If you have not already, you are probably in the midst of preparing your tax return. It is one of the automatics in life. It is already painful enough, but now you have to worry about the risks of someone filing your return before you do?

According to BNA, The IRS Criminal Investigation division found nearly $10 billion in tax fraud in fiscal year 2018—four times more than 2017, thanks to the IRS’s focus on using data analytics.

While that number sounds scary, it should feel a little reassuring. The IRS has put some systems in place to help catch the fraudulent returns. The spike is in what the IRS found, not a spike in tax fraud. Hopefully these new IRS analytics will help deter the criminals and they will leave our tax relationships alone.
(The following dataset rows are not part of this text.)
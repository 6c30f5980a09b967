//! Node filters

use serde::{Deserialize, Serialize};

use super::{Params, push_opt};

/// Node inclusion and exclusion filters shared by job runs, adhoc executions
/// and resource listings
#[derive(Debug, Clone, Default, PartialEq, Eq, Serialize, Deserialize)]
pub struct NodeFilter {
    pub hostname: Option<String>,
    pub tags: Option<String>,
    pub os_name: Option<String>,
    pub os_family: Option<String>,
    pub os_arch: Option<String>,
    pub os_version: Option<String>,
    pub name: Option<String>,

    pub exclude_hostname: Option<String>,
    pub exclude_tags: Option<String>,
    pub exclude_os_name: Option<String>,
    pub exclude_os_family: Option<String>,
    pub exclude_os_arch: Option<String>,
    pub exclude_os_version: Option<String>,
    pub exclude_name: Option<String>,

    /// Whether exclusion filters win over inclusion filters
    pub exclude_precedence: Option<bool>,
}

impl NodeFilter {
    /// Whether no filter is set
    pub fn is_empty(&self) -> bool {
        *self == NodeFilter::default()
    }

    pub fn append_params(&self, params: &mut Params) {
        let fields = [
            ("hostname", &self.hostname),
            ("tags", &self.tags),
            ("os-name", &self.os_name),
            ("os-family", &self.os_family),
            ("os-arch", &self.os_arch),
            ("os-version", &self.os_version),
            ("name", &self.name),
            ("exclude-hostname", &self.exclude_hostname),
            ("exclude-tags", &self.exclude_tags),
            ("exclude-os-name", &self.exclude_os_name),
            ("exclude-os-family", &self.exclude_os_family),
            ("exclude-os-arch", &self.exclude_os_arch),
            ("exclude-os-version", &self.exclude_os_version),
            ("exclude-name", &self.exclude_name),
        ];
        for (key, value) in fields {
            push_opt(params, key, value.as_ref());
        }
        push_opt(params, "exclude-precedence", self.exclude_precedence.as_ref());
    }
}

#[cfg(test)]
mod tests {
    use super::*;
    use crate::dto::lookup;

    #[test]
    fn test_empty_filter_adds_nothing() {
        let mut params = Params::new();
        NodeFilter::default().append_params(&mut params);
        assert!(params.is_empty());
        assert!(NodeFilter::default().is_empty());
    }

    #[test]
    fn test_filter_uses_wire_keys() {
        let filter = NodeFilter {
            os_family: Some("unix".to_string()),
            exclude_tags: Some("canary".to_string()),
            exclude_precedence: Some(false),
            ..Default::default()
        };
        let mut params = Params::new();
        filter.append_params(&mut params);

        assert_eq!(params.len(), 3);
        assert_eq!(lookup(&params, "os-family"), Some("unix"));
        assert_eq!(lookup(&params, "exclude-tags"), Some("canary"));
        assert_eq!(lookup(&params, "exclude-precedence"), Some("false"));
        assert!(!filter.is_empty());
    }
}
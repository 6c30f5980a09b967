//! Job domain types

use serde::{Deserialize, Serialize};
use uuid::Uuid;

use super::Fields;

/// A job definition as listed by the server
///
/// Identifiers are either server-generated UUIDs or arbitrary custom strings.
#[derive(Debug, Clone, PartialEq, Eq, Serialize, Deserialize)]
pub struct Job {
    pub id: String,
    pub name: Option<String>,
    pub group: Option<String>,
    pub project: Option<String>,
    pub description: Option<String>,
    /// Remaining attributes and child fields, e.g. `href` or `averageDuration`
    #[serde(default, skip_serializing_if = "Fields::is_empty")]
    pub extra: Fields,
}

/// Check whether a job ID looks like a server-generated UUID
///
/// This is a shape check only. It says nothing about whether the job exists,
/// and custom job IDs are legal, so expect false negatives for those.
pub fn is_job_id(job_id: &str) -> bool {
    job_id.len() == 36 && Uuid::parse_str(job_id).is_ok()
}

#[cfg(test)]
mod tests {
    use super::*;

    #[test]
    fn test_is_job_id_accepts_hyphenated_uuid() {
        assert!(is_job_id(&Uuid::new_v4().to_string()));
        assert!(is_job_id("f114ab12-7c4e-4a3d-9d7e-3f5b2a1c0d9e"));
    }

    #[test]
    fn test_is_job_id_rejects_other_shapes() {
        assert!(!is_job_id(""));
        assert!(!is_job_id("nightly-backup"));
        // simple (unhyphenated) form is valid for uuid but not what the server emits
        assert!(!is_job_id("f114ab127c4e4a3d9d7e3f5b2a1c0d9e"));
        assert!(!is_job_id("f114ab12-7c4e-4a3d-9d7e-3f5b2a1c0d9z"));
    }
}
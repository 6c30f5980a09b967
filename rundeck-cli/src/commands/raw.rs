//! Raw API access through the transform registry

use anyhow::{Context, Result};
use rundeck_client::{ApiRequest, ResponseKind, RundeckClient};

pub async fn fetch(
    client: &RundeckClient,
    kind: &str,
    path: &str,
    params: Vec<(String, String)>,
) -> Result<()> {
    let kind: ResponseKind = kind.parse()?;
    let request = ApiRequest::get(path.trim_start_matches('/')).with_query(params);

    let result = client
        .apply(kind, request)
        .await
        .with_context(|| format!("GET {} as {} failed", path, kind))?;

    println!("{}", serde_json::to_string_pretty(&result)?);
    Ok(())
}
So, what can we do to help prevent tax fraud?

  • File early.
  • If you have any reason to believe you are at risk, place credit freezes or credit alerts.
  • Monitor your credit and your identity.
  • Make sure you trust your tax preparer.
  • Apply for your federal tax ID number.
  • Beware of scams, slow down and make sure you know who you are speaking to, emailing and texting.

How do you know if you are a victim of tax fraud? Know the warning signs.*

Be alert to possible tax-related identity theft if you are contacted by the IRS or your tax professional/provider about:

  • More than one tax return was filed using your Social Security Number.
  • You owe additional tax, refund offset or have had collection actions taken against you for a year you did not file a tax return.
  • IRS records indicate you received wages or other income from an employer for whom you did not work.